[Records from a data source]
• • • • •
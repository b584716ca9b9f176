use std::path::{Path, PathBuf};

use colored::Colorize;
use glob::{Pattern, glob};
use walkdir::{DirEntry, WalkDir};

/// Extensions handed to the swc front-end.
pub const SOURCE_EXTENSIONS: &[&str] = &["js", "jsx", "ts", "tsx", "mjs", "cjs", "mts", "cts"];

/// Check if a pattern contains glob wildcards (* or ?).
/// Patterns without wildcards are treated as literal directory paths.
fn is_glob_pattern(pattern: &str) -> bool {
    pattern.contains('*') || pattern.contains('?')
}

/// Result of scanning files.
pub struct ScanResult {
    /// Source files, sorted.
    pub files: Vec<String>,
    pub skipped_count: usize,
}

pub fn scan_files(
    base_dir: &str,
    includes: &[String],
    ignore_patterns: &[String],
    verbose: bool,
) -> ScanResult {
    let mut files: Vec<String> = Vec::new();
    let mut skipped_count = 0;

    let mut literal_ignore_paths: Vec<PathBuf> = Vec::new();
    let mut glob_patterns: Vec<Pattern> = Vec::new();

    for p in ignore_patterns {
        if is_glob_pattern(p) {
            match Pattern::new(p) {
                Ok(pattern) => glob_patterns.push(pattern),
                Err(e) => {
                    if verbose {
                        eprintln!(
                            "{} Invalid ignore pattern '{}': {}",
                            "warning:".bold().yellow(),
                            p,
                            e
                        );
                    }
                }
            }
        } else {
            literal_ignore_paths.push(Path::new(base_dir).join(p));
        }
    }

    let dirs_to_scan: Vec<PathBuf> = if includes.is_empty() {
        vec![Path::new(base_dir).to_path_buf()]
    } else {
        let mut paths = Vec::new();
        for inc in includes {
            if is_glob_pattern(inc) {
                let full_pattern = Path::new(base_dir).join(inc);
                let pattern_str = full_pattern.to_string_lossy();
                match glob(&pattern_str) {
                    Ok(entries) => {
                        paths.extend(entries.flatten().filter(|entry| entry.is_dir()));
                    }
                    Err(e) => {
                        if verbose {
                            eprintln!(
                                "{} Invalid glob pattern '{}': {}",
                                "warning:".bold().yellow(),
                                inc,
                                e
                            );
                        }
                    }
                }
            } else {
                let path = Path::new(base_dir).join(inc);
                if path.exists() {
                    paths.push(path);
                } else if verbose {
                    eprintln!(
                        "{} Include path does not exist: {}",
                        "warning:".bold().yellow(),
                        path.display()
                    );
                }
            }
        }
        paths
    };

    for dir in dirs_to_scan {
        for entry in WalkDir::new(dir).into_iter().filter_entry(|e| !is_skipped_dir(e)) {
            let entry = match entry {
                Ok(e) => e,
                Err(e) => {
                    skipped_count += 1;
                    if verbose {
                        eprintln!("{} Cannot access path: {}", "warning:".bold().yellow(), e);
                    }
                    continue;
                }
            };
            let path = entry.path();
            let path_str = path.to_string_lossy();

            if literal_ignore_paths
                .iter()
                .any(|ignore_path| path.starts_with(ignore_path))
            {
                continue;
            }

            if glob_patterns.iter().any(|p| p.matches(&path_str)) {
                continue;
            }

            if entry.file_type().is_file() && is_scannable_file(path) {
                files.push(path_str.into_owned());
            }
        }
    }

    // Overlapping includes can yield the same file twice.
    files.sort();
    files.dedup();

    ScanResult {
        files,
        skipped_count,
    }
}

/// Dependency folders and hidden directories are never entered.
fn is_skipped_dir(entry: &DirEntry) -> bool {
    entry.depth() > 0
        && entry.file_type().is_dir()
        && entry
            .file_name()
            .to_str()
            .is_some_and(|name| name == "node_modules" || name.starts_with('.'))
}

fn is_scannable_file(path: &Path) -> bool {
    path.extension()
        .and_then(|e| e.to_str())
        .is_some_and(|ext| SOURCE_EXTENSIONS.contains(&ext))
}
pub mod check;
mod command_result;
pub mod helper;
pub mod init;

pub use command_result::*;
• • • • •
WORK TO COMPLETE:
Write down every line of the data exactly as it appears above.

OUTPUT FOR THIS TASK:
repository b584716ca9b9f176
use std::path::{Path, PathBuf};

use colored::Colorize;
use glob::{Pattern, glob};
use walkdir::{DirEntry, WalkDir};

/// Extensions handed to the swc front-end.
pub const SOURCE_EXTENSIONS: &[&str] = &["js", "jsx", "ts", "tsx", "mjs", "cjs", "mts", "cts"];

/// Check if a pattern contains glob wildcards (* or ?).
/// Patterns without wildcards are treated as literal directory paths.
fn is_glob_pattern(pattern: &str) -> bool {
    pattern.contains('*') || pattern.contains('?')
}

/// Result of scanning files.
pub struct ScanResult {
    /// Source files, sorted.
    pub files: Vec<String>,
    pub skipped_count: usize,
}

pub fn scan_files(
    base_dir: &str,
    includes: &[String],
    ignore_patterns: &[String],
    verbose: bool,
) -> ScanResult {
    let mut files: Vec<String> = Vec::new();
    let mut skipped_count = 0;

    let mut literal_ignore_paths: Vec<PathBuf> = Vec::new();
    let mut glob_patterns: Vec<Pattern> = Vec::new();

    for p in ignore_patterns {
        if is_glob_pattern(p) {
            match Pattern::new(p) {
                Ok(pattern) => glob_patterns.push(pattern),
                Err(e) => {
                    if verbose {
                        eprintln!(
                            "{} Invalid ignore pattern '{}': {}",
                            "warning:".bold().yellow(),
                            p,
                            e
                        );
                    }
                }
            }
        } else {
            literal_ignore_paths.push(Path::new(base_dir).join(p));
        }
    }

    let dirs_to_scan: Vec<PathBuf> = if includes.is_empty() {
        vec![Path::new(base_dir).to_path_buf()]
    } else {
        let mut paths = Vec::new();
        for inc in includes {
            if is_glob_pattern(inc) {
                let full_pattern = Path::new(base_dir).join(inc);
                let pattern_str = full_pattern.to_string_lossy();
                match glob(&pattern_str) {
                    Ok(entries) => {
                        paths.extend(entries.flatten().filter(|entry| entry.is_dir()));
                    }
                    Err(e) => {
                        if verbose {
                            eprintln!(
                                "{} Invalid glob pattern '{}': {}",
                                "warning:".bold().yellow(),
                                inc,
                                e
                            );
                        }
                    }
                }
            } else {
                let path = Path::new(base_dir).join(inc);
                if path.exists() {
                    paths.push(path);
                } else if verbose {
                    eprintln!(
                        "{} Include path does not exist: {}",
                        "warning:".bold().yellow(),
                        path.display()
                    );
                }
            }
        }
        paths
    };

    for dir in dirs_to_scan {
        for entry in WalkDir::new(dir).into_iter().filter_entry(|e| !is_skipped_dir(e)) {
            let entry = match entry {
                Ok(e) => e,
                Err(e) => {
                    skipped_count += 1;
                    if verbose {
                        eprintln!("{} Cannot access path: {}", "warning:".bold().yellow(), e);
                    }
                    continue;
                }
            };
            let path = entry.path();
            let path_str = path.to_string_lossy();

            if literal_ignore_paths
                .iter()
                .any(|ignore_path| path.starts_with(ignore_path))
            {
                continue;
            }

            if glob_patterns.iter().any(|p| p.matches(&path_str)) {
                continue;
            }

            if entry.file_type().is_file() && is_scannable_file(path) {
                files.push(path_str.into_owned());
            }
        }
    }

    // Overlapping includes can yield the same file twice.
    files.sort();
    files.dedup();

    ScanResult {
        files,
        skipped_count,
    }
}

/// Dependency folders and hidden directories are never entered.
fn is_skipped_dir(entry: &DirEntry) -> bool {
    entry.depth() > 0
        && entry.file_type().is_dir()
        && entry
            .file_name()
            .to_str()
            .is_some_and(|name| name == "node_modules" || name.starts_with('.'))
}

fn is_scannable_file(path: &Path) -> bool {
    path.extension()
        .and_then(|e| e.to_str())
        .is_some_and(|ext| SOURCE_EXTENSIONS.contains(&ext))
}
pub mod check;
mod command_result;
pub mod helper;
pub mod init;

pub use command_result::*;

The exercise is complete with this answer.